Private Credit Fundraising Velocity Drops 40%; Ares Downsizes Next Fund After $33.6B Peak

Retail outflows accelerate while institutions commit billions—a textbook reversal, not a softening.

Source Reuters ↗

U.S. direct lending issuance slowed 40% quarter-over-quarter through Q1 2026, ending a three-year run in which private credit absorbed more than $1.2 trillion in committed capital. Ares Management, which closed a $33.6 billion flagship fund in 2024, is planning its next vehicle at a materially smaller scale with reduced leverage ratios. The firm has not disclosed target size, but internal allocations reviewed by Reuters suggest a range between $18 billion and $24 billion.
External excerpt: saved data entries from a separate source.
use std::time::Duration;

use pretty_assertions::assert_eq;
use qa_agent_engine::{GeminiClient, GenerationError, ModelClient, ModelRequest, ModelSettings};
use serde_json::{json, Value};
use wiremock::matchers::{header, method, path};
use wiremock::{Mock, MockServer, ResponseTemplate};

const ENDPOINT: &str = "/v1beta/models/test-model:generateContent";

fn settings(server: &MockServer) -> ModelSettings {
    ModelSettings {
        base_url: server.uri(),
        model: "test-model".to_string(),
        api_key: Some("test-key".to_string()),
        ..ModelSettings::default()
    }
}

fn text_response(text: &str) -> Value {
    json!({
        "candidates": [{
            "content": {"role": "model", "parts": [{"text": text}]},
            "finishReason": "STOP"
        }]
    })
}

#[tokio::test]
async fn returns_candidate_text() {
    let server = MockServer::start().await;
    Mock::given(method("POST"))
        .and(path(ENDPOINT))
        .and(header("x-goog-api-key", "test-key"))
        .respond_with(ResponseTemplate::new(200).set_body_json(text_response("[]")))
        .expect(1)
        .mount(&server)
        .await;

    let client = GeminiClient::new(settings(&server)).expect("client");
    let text = client
        .generate(&ModelRequest::text("hello"))
        .await
        .expect("generate ok");
    assert_eq!(text, "[]");
}

#[tokio::test]
async fn sends_system_instruction_and_schema() {
    let server = MockServer::start().await;
    Mock::given(method("POST"))
        .and(path(ENDPOINT))
        .respond_with(ResponseTemplate::new(200).set_body_json(text_response("ok")))
        .mount(&server)
        .await;

    let client = GeminiClient::new(settings(&server)).expect("client");
    let request = ModelRequest {
        prompt: "list tests".to_string(),
        system_instruction: Some("be a QA agent".to_string()),
        temperature: Some(0.1),
        response_schema: Some(json!({"type": "ARRAY"})),
    };
    client.generate(&request).await.expect("generate ok");

    let received = server.received_requests().await.expect("recording on");
    assert_eq!(received.len(), 1);
    let body: Value = serde_json::from_slice(&received[0].body).expect("json body");
    assert_eq!(body["contents"][0]["parts"][0]["text"], "list tests");
    assert_eq!(body["systemInstruction"]["parts"][0]["text"], "be a QA agent");
    assert_eq!(body["generationConfig"]["responseMimeType"], "application/json");
    assert_eq!(body["generationConfig"]["responseSchema"], json!({"type": "ARRAY"}));
}

#[tokio::test]
async fn http_error_carries_status_and_body_excerpt() {
    let server = MockServer::start().await;
    Mock::given(method("POST"))
        .and(path(ENDPOINT))
        .respond_with(ResponseTemplate::new(403).set_body_string("API key invalid"))
        .mount(&server)
        .await;

    let client = GeminiClient::new(settings(&server)).expect("client");
    let err = client
        .generate(&ModelRequest::text("hello"))
        .await
        .expect_err("should fail");
    assert_eq!(
        err,
        GenerationError::HttpStatus {
            status: 403,
            message: "API key invalid".to_string(),
        }
    );
}

#[tokio::test]
async fn missing_key_fails_without_a_request() {
    let server = MockServer::start().await;
    Mock::given(method("POST"))
        .respond_with(ResponseTemplate::new(200).set_body_json(text_response("x")))
        .expect(0)
        .mount(&server)
        .await;

    let client = GeminiClient::new(ModelSettings {
        api_key: Some("  ".to_string()),
        ..settings(&server)
    })
    .expect("client");
    let err = client
        .generate(&ModelRequest::text("hello"))
        .await
        .expect_err("should fail");
    assert_eq!(err, GenerationError::MissingApiKey);
}

#[tokio::test]
async fn no_candidates_yields_empty_text() {
    let server = MockServer::start().await;
    Mock::given(method("POST"))
        .and(path(ENDPOINT))
        .respond_with(
            ResponseTemplate::new(200)
                .set_body_json(json!({"promptFeedback": {"blockReason": "SAFETY"}})),
        )
        .mount(&server)
        .await;

    let client = GeminiClient::new(settings(&server)).expect("client");
    let text = client
        .generate(&ModelRequest::text("hello"))
        .await
        .expect("generate ok");
    assert_eq!(text, "");
}

#[tokio::test]
async fn non_json_envelope_is_malformed() {
    let server = MockServer::start().await;
    Mock::given(method("POST"))
        .and(path(ENDPOINT))
        .respond_with(ResponseTemplate::new(200).set_body_string("<html>proxy</html>"))
        .mount(&server)
        .await;

    let client = GeminiClient::new(settings(&server)).expect("client");
    let err = client
        .generate(&ModelRequest::text("hello"))
        .await
        .expect_err("should fail");
    assert!(matches!(err, GenerationError::MalformedEnvelope(_)));
}

#[tokio::test]
async fn oversized_response_is_rejected() {
    let server = MockServer::start().await;
    Mock::given(method("POST"))
        .and(path(ENDPOINT))
        .respond_with(ResponseTemplate::new(200).set_body_json(text_response(&"a".repeat(256))))
        .mount(&server)
        .await;

    let client = GeminiClient::new(ModelSettings {
        max_response_bytes: 64,
        ..settings(&server)
    })
    .expect("client");
    let err = client
        .generate(&ModelRequest::text("hello"))
        .await
        .expect_err("should fail");
    assert_eq!(err, GenerationError::TooLarge { max_bytes: 64 });
}

#[tokio::test]
async fn slow_response_times_out() {
    let server = MockServer::start().await;
    Mock::given(method("POST"))
        .and(path(ENDPOINT))
        .respond_with(
            ResponseTemplate::new(200)
                .set_body_json(text_response("late"))
                .set_delay(Duration::from_secs(2)),
        )
        .mount(&server)
        .await;

    let client = GeminiClient::new(ModelSettings {
        request_timeout: Duration::from_millis(200),
        ..settings(&server)
    })
    .expect("client");
    let err = client
        .generate(&ModelRequest::text("hello"))
        .await
        .expect_err("should time out");
    assert_eq!(err, GenerationError::Timeout);
}
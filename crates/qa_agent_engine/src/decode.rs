use chardetng::EncodingDetector;
use encoding_rs::{Encoding, UTF_8};

#[derive(Debug, Clone, PartialEq, Eq)]
pub struct DecodedText {
    pub text: String,
    pub encoding_label: String,
    /// Malformed sequences were replaced with U+FFFD.
    pub lossy: bool,
}

/// Decode an uploaded file into text using: BOM -> strict UTF-8 -> chardetng fallback.
///
/// Never fails: content is not validated, malformed sequences become U+FFFD
/// and NUL characters are kept.
pub fn decode_text(bytes: &[u8]) -> DecodedText {
    if let Some((encoding, _)) = Encoding::for_bom(bytes) {
        return decode_with(bytes, encoding);
    }
    if let Ok(text) = std::str::from_utf8(bytes) {
        return DecodedText {
            text: text.to_string(),
            encoding_label: UTF_8.name().to_string(),
            lossy: false,
        };
    }
    let mut detector = EncodingDetector::new();
    detector.feed(bytes, true);
    decode_with(bytes, detector.guess(None, true))
}

fn decode_with(bytes: &[u8], enc: &'static Encoding) -> DecodedText {
    // `decode` sniffs and strips a BOM itself.
    let (text, used, had_errors) = enc.decode(bytes);
    DecodedText {
        text: text.into_owned(),
        encoding_label: used.name().to_string(),
        lossy: had_errors,
    }
}
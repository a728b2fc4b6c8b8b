//! Toast Notification Component
//!
//! Shows the transient save confirmation.

use leptos::*;

use crate::state::global::GlobalState;

/// Toast notification container
#[component]
pub fn Toast() -> impl IntoView {
    let state = use_context::<GlobalState>().expect("GlobalState not found");

    view! {
        <div class="fixed bottom-6 right-4 z-50">
            {move || {
                state.notice.get().map(|msg| view! {
                    <div class="flex items-center space-x-3 bg-emerald-600 text-white px-4 py-3
                                rounded-lg shadow-lg transform transition-all duration-300 ease-out">
                        <span class="text-lg">"✓"</span>
                        <span class="text-sm font-medium">{msg}</span>
                    </div>
                })
            }}
        </div>
    }
}
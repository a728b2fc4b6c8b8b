//! Calendar math for the month view
//!
//! Everything here works on *local* calendar dates: entry date keys come from
//! local wall-clock components, never UTC, so a dream captured at 23:30 west
//! of Greenwich lands on the day the user actually experienced.

pub mod dates;
pub mod grid;

pub use dates::{days_in_month, format_date_key, local_date_key, normalize_month, today_key};
pub use grid::{MonthCursor, MonthGrid, WEEKDAY_LABELS};
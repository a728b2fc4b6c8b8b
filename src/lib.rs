//! # Somnia
//!
//! Core logic for a local-first dream journal: the entry collection, the
//! local-date key math, and the calendar grid construction shared by the
//! Leptos frontend in `somnia-ui/`.
//!
//! This crate is deliberately platform-independent: no DOM access and no
//! storage I/O live here, so everything is natively testable. The frontend
//! owns the `localStorage` repository and feeds snapshots in and out of
//! [`journal::Journal`].
//!
//! ## Modules
//!
//! - [`journal`]: entries, the newest-first collection, and JSON snapshots
//! - [`calendar`]: local date keys, month lengths, and month grid math
//!
//! ## Quick Start
//!
//! ```rust
//! use somnia::calendar::{MonthCursor, MonthGrid};
//! use somnia::journal::Journal;
//!
//! let mut journal = Journal::new();
//! let entry = journal
//!     .capture("Pink bike on a frozen lake", "🌙")
//!     .expect("text is non-empty");
//!
//! // Entries bucket by their local capture date.
//! let buckets = journal.buckets();
//! assert_eq!(buckets[&entry.date].len(), 1);
//!
//! // February 2024 is a leap month.
//! let grid = MonthGrid::new(&MonthCursor::new(2024, 1));
//! assert_eq!(grid.days, 29);
//! ```

pub mod calendar;
pub mod journal;

// Re-export top-level types for convenience
pub use calendar::{
    days_in_month, format_date_key, local_date_key, today_key, MonthCursor, MonthGrid,
    WEEKDAY_LABELS,
};

pub use journal::{Entry, Journal, JournalError, JournalResult, SYMBOL_PALETTE};
//! The entry collection
//!
//! A [`Journal`] holds the full ordered set of entries, newest first. New
//! entries are prepended, never appended, and entries are never mutated in
//! place. Persistence is a whole-collection JSON snapshot; there is no log,
//! no diff, no partial update.

use std::collections::HashMap;

use serde::{Deserialize, Serialize};

use super::error::JournalResult;
use super::types::Entry;

/// The full ordered set of entries, newest first
///
/// Serializes transparently as the bare entry array, which is also the
/// persisted storage layout.
#[derive(Debug, Clone, Default, Serialize, Deserialize, PartialEq, Eq)]
#[serde(transparent)]
pub struct Journal {
    entries: Vec<Entry>,
}

impl Journal {
    /// Create an empty journal
    pub fn new() -> Self {
        Self::default()
    }

    /// Build a journal from an already-ordered (newest-first) entry list
    pub fn from_entries(entries: Vec<Entry>) -> Self {
        Self { entries }
    }

    /// All entries, newest first
    pub fn entries(&self) -> &[Entry] {
        &self.entries
    }

    pub fn len(&self) -> usize {
        self.entries.len()
    }

    pub fn is_empty(&self) -> bool {
        self.entries.is_empty()
    }

    /// Save a new dream fragment dated today.
    ///
    /// The text is trimmed first; whitespace-only text is a no-op and returns
    /// `None`. Otherwise the freshly created entry is prepended and a copy of
    /// it is returned. Entries are never merged or deduplicated by date.
    pub fn capture(&mut self, text: &str, symbol: &str) -> Option<Entry> {
        let text = text.trim();
        if text.is_empty() {
            return None;
        }

        let entry = Entry::new(text, symbol);
        self.prepend(entry.clone());
        Some(entry)
    }

    /// Prepend an entry, keeping the collection newest-first
    pub fn prepend(&mut self, entry: Entry) {
        self.entries.insert(0, entry);
    }

    /// Remove the entry with the given id.
    ///
    /// Returns `true` if an entry was removed.
    pub fn remove(&mut self, id: &str) -> bool {
        let before = self.entries.len();
        self.entries.retain(|entry| entry.id != id);
        self.entries.len() != before
    }

    /// Entries for one date key, preserving the collection's newest-first order
    pub fn bucket(&self, date: &str) -> Vec<Entry> {
        self.entries
            .iter()
            .filter(|entry| entry.date == date)
            .cloned()
            .collect()
    }

    /// Group all entries by date key.
    ///
    /// Each bucket preserves the collection's newest-first order. The map is
    /// derived on demand and never stored.
    pub fn buckets(&self) -> HashMap<String, Vec<Entry>> {
        let mut buckets: HashMap<String, Vec<Entry>> = HashMap::new();
        for entry in &self.entries {
            buckets.entry(entry.date.clone()).or_default().push(entry.clone());
        }
        buckets
    }

    /// Serialize the whole collection as one JSON snapshot
    pub fn to_json(&self) -> JournalResult<String> {
        Ok(serde_json::to_string(self)?)
    }

    /// Restore a collection from a JSON snapshot
    pub fn from_json(json: &str) -> JournalResult<Self> {
        Ok(serde_json::from_str(json)?)
    }
}

#[cfg(test)]
mod tests {
    use super::*;
    use crate::calendar::today_key;

    #[test]
    fn test_capture_prepends_trimmed_entries() {
        let mut journal = Journal::new();
        let first = journal.capture("  Pink bike  ", "🌙").unwrap();
        let second = journal.capture("Falling upward", "⭐").unwrap();

        assert_eq!(first.text, "Pink bike");
        assert_eq!(first.date, today_key());
        assert_eq!(journal.len(), 2);
        assert_eq!(journal.entries()[0].id, second.id);
        assert_eq!(journal.entries()[1].id, first.id);
    }

    #[test]
    fn test_whitespace_only_capture_is_a_no_op() {
        let mut journal = Journal::new();
        assert!(journal.capture("  ", "🌙").is_none());
        assert!(journal.is_empty());
    }

    #[test]
    fn test_same_day_entries_are_not_merged() {
        let mut journal = Journal::new();
        journal.capture("first dream", "🌙").unwrap();
        journal.capture("second dream", "⭐").unwrap();

        assert_eq!(journal.bucket(&today_key()).len(), 2);
    }

    #[test]
    fn test_buckets_preserve_newest_first_order() {
        let mut journal = Journal::new();
        journal.prepend(Entry::dated("older", "🌊", "2024-03-05"));
        journal.prepend(Entry::dated("newer", "🔥", "2024-03-05"));
        journal.prepend(Entry::dated("other day", "⭐", "2024-03-06"));

        let buckets = journal.buckets();
        let day = &buckets["2024-03-05"];
        assert_eq!(day.len(), 2);
        assert_eq!(day[0].text, "newer");
        assert_eq!(day[0].symbol, "🔥");
        assert_eq!(day[1].text, "older");
        assert_eq!(buckets["2024-03-06"].len(), 1);
    }

    #[test]
    fn test_remove_deletes_exactly_one_entry() {
        let mut journal = Journal::new();
        let keep = Entry::dated("keep", "🌙", "2024-03-05");
        let gone = Entry::dated("gone", "🌙", "2024-03-05");
        journal.prepend(keep.clone());
        journal.prepend(gone.clone());

        assert!(journal.remove(&gone.id));
        assert_eq!(journal.len(), 1);
        assert_eq!(journal.entries()[0].id, keep.id);

        // A second remove of the same id finds nothing.
        assert!(!journal.remove(&gone.id));
    }

    #[test]
    fn test_removing_last_entry_empties_its_bucket() {
        let mut journal = Journal::new();
        let only = Entry::dated("solo", "🌙", "2024-03-05");
        journal.prepend(only.clone());

        assert!(journal.remove(&only.id));
        assert!(journal.buckets().get("2024-03-05").is_none());
        assert!(journal.bucket("2024-03-05").is_empty());
    }

    #[test]
    fn test_snapshot_round_trip_is_identical() {
        let mut journal = Journal::new();
        journal.capture("Pink bike", "🌙").unwrap();
        journal.capture("Tide of letters", "🌊").unwrap();

        let json = journal.to_json().unwrap();
        let restored = Journal::from_json(&json).unwrap();

        assert_eq!(journal, restored);
    }

    #[test]
    fn test_snapshot_layout_is_a_bare_array() {
        let mut journal = Journal::new();
        journal.prepend(Entry::dated("solo", "🌙", "2024-03-05"));

        let value: serde_json::Value = serde_json::from_str(&journal.to_json().unwrap()).unwrap();
        assert!(value.is_array());
        assert_eq!(value.as_array().unwrap().len(), 1);
    }

    #[test]
    fn test_garbage_snapshot_fails_to_parse() {
        assert!(Journal::from_json("not json").is_err());
        assert!(Journal::from_json("{\"entries\":3}").is_err());
    }
}
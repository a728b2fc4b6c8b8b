//! Calendar Page
//!
//! Month grid of captured dreams with a detail modal per day.

use leptos::*;
use somnia::{today_key, MonthCursor, MonthGrid, WEEKDAY_LABELS};

use crate::components::EntryModal;
use crate::state::global::GlobalState;
use crate::store;

/// Calendar page component
#[component]
pub fn Calendar() -> impl IntoView {
    let state = use_context::<GlobalState>().expect("GlobalState not found");

    let cursor = create_rw_signal(MonthCursor::today());
    let selected = create_rw_signal(None::<String>);

    // Resynchronize the cached journal: once on mount, then on every
    // external change trigger until the page unmounts.
    state.reload();
    let sync_state = state.clone();
    let watch = store::watch(move || sync_state.reload());
    on_cleanup(move || drop(watch));

    // Per-date buckets, derived from the cached collection
    let buckets_state = state.clone();
    let buckets = create_memo(move |_| buckets_state.journal.get().buckets());

    let count_state = state.clone();

    view! {
        <div class="space-y-6">
            // Page header
            <div class="flex items-center justify-between">
                <div>
                    <h1 class="text-3xl font-bold">"Dream calendar"</h1>
                    <p class="text-slate-400 mt-1">
                        {move || {
                            let count = count_state.journal.get().len();
                            if count == 1 {
                                "1 dream captured".to_string()
                            } else {
                                format!("{} dreams captured", count)
                            }
                        }}
                    </p>
                </div>
                <button
                    on:click=move |_| cursor.set(MonthCursor::today())
                    class="px-4 py-2 bg-slate-700 hover:bg-slate-600 rounded-lg text-sm
                           font-medium transition-colors"
                >
                    "Today"
                </button>
            </div>

            <section class="bg-slate-800 rounded-xl p-6">
                // Month header: ‹ March 2024 ›
                <div class="flex items-center justify-between mb-4">
                    <button
                        on:click=move |_| cursor.update(|c| *c = c.prev())
                        class="px-3 py-1 bg-slate-700 hover:bg-slate-600 rounded-lg transition-colors"
                    >
                        "‹"
                    </button>
                    <h2 class="text-xl font-semibold">{move || cursor.get().label()}</h2>
                    <button
                        on:click=move |_| cursor.update(|c| *c = c.next())
                        class="px-3 py-1 bg-slate-700 hover:bg-slate-600 rounded-lg transition-colors"
                    >
                        "›"
                    </button>
                </div>

                // Weekday labels
                <div class="grid grid-cols-7 gap-1 mb-1">
                    {WEEKDAY_LABELS.into_iter().map(|label| view! {
                        <div class="text-center text-xs text-slate-400 py-1">{label}</div>
                    }).collect_view()}
                </div>

                // Day grid: leading blanks, then one cell per day
                <div class="grid grid-cols-7 gap-1">
                    {move || {
                        let grid = MonthGrid::new(&cursor.get());
                        let buckets = buckets.get();
                        let today = today_key();

                        let mut cells = Vec::new();
                        for _ in 0..grid.leading_blanks {
                            cells.push(view! { <div class="h-16" /> }.into_view());
                        }
                        for day in 1..=grid.days {
                            let key = grid.day_key(day);
                            let bucket = buckets.get(&key).cloned().unwrap_or_default();
                            cells.push(view! {
                                <DayCell
                                    day=day
                                    date=key.clone()
                                    is_today=key == today
                                    newest_symbol=bucket.first().map(|entry| entry.symbol.clone())
                                    extra=bucket.len().saturating_sub(1)
                                    selected=selected
                                />
                            }.into_view());
                        }
                        cells.collect_view()
                    }}
                </div>
            </section>

            // Detail modal for the selected date
            <EntryModal selected=selected />
        </div>
    }
}

/// One day cell: day number, the newest entry's symbol, and a "+N" badge
/// when more than one entry exists for that day
#[component]
fn DayCell(
    day: u32,
    date: String,
    is_today: bool,
    newest_symbol: Option<String>,
    extra: usize,
    selected: RwSignal<Option<String>>,
) -> impl IntoView {
    let has_entries = newest_symbol.is_some();

    let cell_class = if has_entries {
        "h-16 rounded-lg flex flex-col items-center justify-center \
         bg-slate-700 hover:bg-slate-600 cursor-pointer transition-colors"
    } else {
        "h-16 rounded-lg flex flex-col items-center justify-center bg-slate-900/40"
    };

    let number_class = if is_today {
        "text-xs font-bold text-indigo-400"
    } else {
        "text-xs text-slate-400"
    };

    view! {
        <button
            disabled=!has_entries
            on:click=move |_| {
                if has_entries {
                    selected.set(Some(date.clone()));
                }
            }
            class=cell_class
        >
            <span class=number_class>{day}</span>
            <span class="text-xl">
                {newest_symbol.unwrap_or_else(|| "·".to_string())}
            </span>
            {(extra > 0).then(|| view! {
                <span class="text-xs text-indigo-400">{format!("+{}", extra)}</span>
            })}
        </button>
    }
}
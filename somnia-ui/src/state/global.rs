//! Global Application State
//!
//! Reactive state management using Leptos signals. The journal signal is a
//! cached copy of the persisted snapshot, not a shared source of truth: each
//! mounted view refreshes it from storage on its own resynchronization
//! triggers (mount, cross-tab storage event, focus, visibility).

use leptos::*;
use somnia::Journal;

use crate::store;

/// How long a confirmation toast stays on screen, in milliseconds
const NOTICE_MILLIS: u32 = 2_000;

/// Global application state provided to all components
#[derive(Clone)]
pub struct GlobalState {
    /// Cached copy of the persisted journal
    pub journal: RwSignal<Journal>,
    /// Transient confirmation message (for toasts)
    pub notice: RwSignal<Option<String>>,
}

/// Provide global state to the component tree
pub fn provide_global_state() {
    let state = GlobalState {
        journal: create_rw_signal(store::load()),
        notice: create_rw_signal(None),
    };

    provide_context(state);
}

impl GlobalState {
    /// Re-read the persisted snapshot into the cached copy
    pub fn reload(&self) {
        self.journal.set(store::load());
    }

    /// Save a new entry dated today and persist the full snapshot.
    ///
    /// Whitespace-only text is a silent no-op. Returns whether an entry was
    /// created.
    pub fn capture(&self, text: &str, symbol: &str) -> bool {
        let mut journal = self.journal.get_untracked();
        if journal.capture(text, symbol).is_none() {
            return false;
        }

        store::save(&journal);
        self.journal.set(journal);
        true
    }

    /// Delete an entry by id and persist the remaining collection
    pub fn delete(&self, id: &str) {
        let mut journal = self.journal.get_untracked();
        if journal.remove(id) {
            store::save(&journal);
            self.journal.set(journal);
        }
    }

    /// Show a confirmation message (auto-clears after a short delay)
    pub fn show_notice(&self, message: &str) {
        self.notice.set(Some(message.to_string()));

        let notice = self.notice;
        gloo_timers::callback::Timeout::new(NOTICE_MILLIS, move || {
            notice.set(None);
        })
        .forget();
    }
}
//! Month grid construction
//!
//! [`MonthCursor`] is the calendar view's navigation state: a `(year,
//! month0)` pair stepped by ±1 with normal rollover across December/January.
//! [`MonthGrid`] turns a cursor into render data: leading blank cells for a
//! Sunday-aligned grid, the day count, and per-day date keys.

use chrono::{Datelike, Local, NaiveDate};

use super::dates::{days_in_month, local_date_key, normalize_month};

/// Column headers for a Sunday-first grid
pub const WEEKDAY_LABELS: [&str; 7] = ["Su", "Mo", "Tu", "We", "Th", "Fr", "Sa"];

/// Month navigation state for the calendar view
#[derive(Debug, Clone, Copy, PartialEq, Eq)]
pub struct MonthCursor {
    pub year: i32,
    /// Zero-based month index, kept normalized to 0–11
    pub month0: i32,
}

impl MonthCursor {
    /// Create a cursor, rolling an out-of-range month index into the
    /// adjacent year
    pub fn new(year: i32, month0: i32) -> Self {
        let (year, month) = normalize_month(year, month0);
        Self {
            year,
            month0: month as i32 - 1,
        }
    }

    /// Cursor for the current local year and month
    pub fn today() -> Self {
        let now = Local::now();
        Self {
            year: now.year(),
            month0: now.month0() as i32,
        }
    }

    pub fn prev(self) -> Self {
        Self::new(self.year, self.month0 - 1)
    }

    pub fn next(self) -> Self {
        Self::new(self.year, self.month0 + 1)
    }

    /// Header label, e.g. "March 2024"
    pub fn label(&self) -> String {
        let (year, month) = normalize_month(self.year, self.month0);
        NaiveDate::from_ymd_opt(year, month, 1)
            .map(|first| first.format("%B %Y").to_string())
            .unwrap_or_default()
    }
}

/// Render data for one month of the calendar
#[derive(Debug, Clone, PartialEq, Eq)]
pub struct MonthGrid {
    pub year: i32,
    /// One-based month
    pub month: u32,
    /// Blank cells before day 1; 0 means the month starts on Sunday
    pub leading_blanks: u32,
    /// Number of days in the month
    pub days: u32,
}

impl MonthGrid {
    pub fn new(cursor: &MonthCursor) -> Self {
        let (year, month) = normalize_month(cursor.year, cursor.month0);
        let leading_blanks = NaiveDate::from_ymd_opt(year, month, 1)
            .map(|first| first.weekday().num_days_from_sunday())
            .unwrap_or(0);

        Self {
            year,
            month,
            leading_blanks,
            days: days_in_month(cursor.year, cursor.month0),
        }
    }

    /// Date key for a day cell of this month
    pub fn day_key(&self, day: u32) -> String {
        NaiveDate::from_ymd_opt(self.year, self.month, day)
            .map(|date| local_date_key(&date))
            .unwrap_or_default()
    }
}

#[cfg(test)]
mod tests {
    use super::*;

    #[test]
    fn test_june_2024_grid_shape() {
        // June 1st 2024 is a Saturday: six leading blanks in a Sunday-first grid.
        let grid = MonthGrid::new(&MonthCursor::new(2024, 5));
        assert_eq!(grid.leading_blanks, 6);
        assert_eq!(grid.days, 30);
        assert_eq!(grid.day_key(1), "2024-06-01");
        assert_eq!(grid.day_key(30), "2024-06-30");
    }

    #[test]
    fn test_september_2024_starts_on_sunday() {
        let grid = MonthGrid::new(&MonthCursor::new(2024, 8));
        assert_eq!(grid.leading_blanks, 0);
        assert_eq!(grid.days, 30);
    }

    #[test]
    fn test_leap_february_grid() {
        // February 1st 2024 is a Thursday.
        let grid = MonthGrid::new(&MonthCursor::new(2024, 1));
        assert_eq!(grid.leading_blanks, 4);
        assert_eq!(grid.days, 29);
        assert_eq!(grid.day_key(29), "2024-02-29");
    }

    #[test]
    fn test_cursor_rolls_over_year_boundaries() {
        let dec = MonthCursor::new(2023, 11);
        let jan = dec.next();
        assert_eq!((jan.year, jan.month0), (2024, 0));

        let back = jan.prev();
        assert_eq!((back.year, back.month0), (2023, 11));

        // Constructing straight from an out-of-range index normalizes too.
        assert_eq!(MonthCursor::new(2023, 12), jan);
    }

    #[test]
    fn test_cursor_label() {
        assert_eq!(MonthCursor::new(2024, 2).label(), "March 2024");
        assert_eq!(MonthCursor::new(2023, 11).label(), "December 2023");
    }
}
Fundraising across the sector remains 22% below the 2024 peak, even as deployment from older vintages continues.

Morningstar data shows private credit funds posted net outflows in Q1 2026, the first negative quarter since 2020. Retail allocators—family offices under $500 million AUM and registered investment advisors—pulled capital at an annualized pace near $14 billion, citing liquidity concerns and compression in risk-adjusted returns as base rates stabilized. Simultaneously, institutional players committed $37 billion in fresh allocations during the same period, according to Preqin. The divergence is sharp: smaller pools are exiting at the moment larger allocators are entering, a dynamic typically seen twelve to eighteen months before a sector reprices or consolidates.

The deceleration matters because private credit's growth was predicated on continuous capital inflows to fund new issuance. When fundraising velocity declines while back-book portfolios mature, managers face deployment pressure on committed capital and reduced optionality on new deals. Ares' decision to shrink fund size and lower leverage suggests the firm anticipates tighter competition for quality assets and expects returns to compress if it deploys at prior scale. Institutions are moving in, but they are moving slowly—commitments are being staged over 18-24 month periods rather than deployed in 6-9 month windows, a sign allocators expect better entry points ahead.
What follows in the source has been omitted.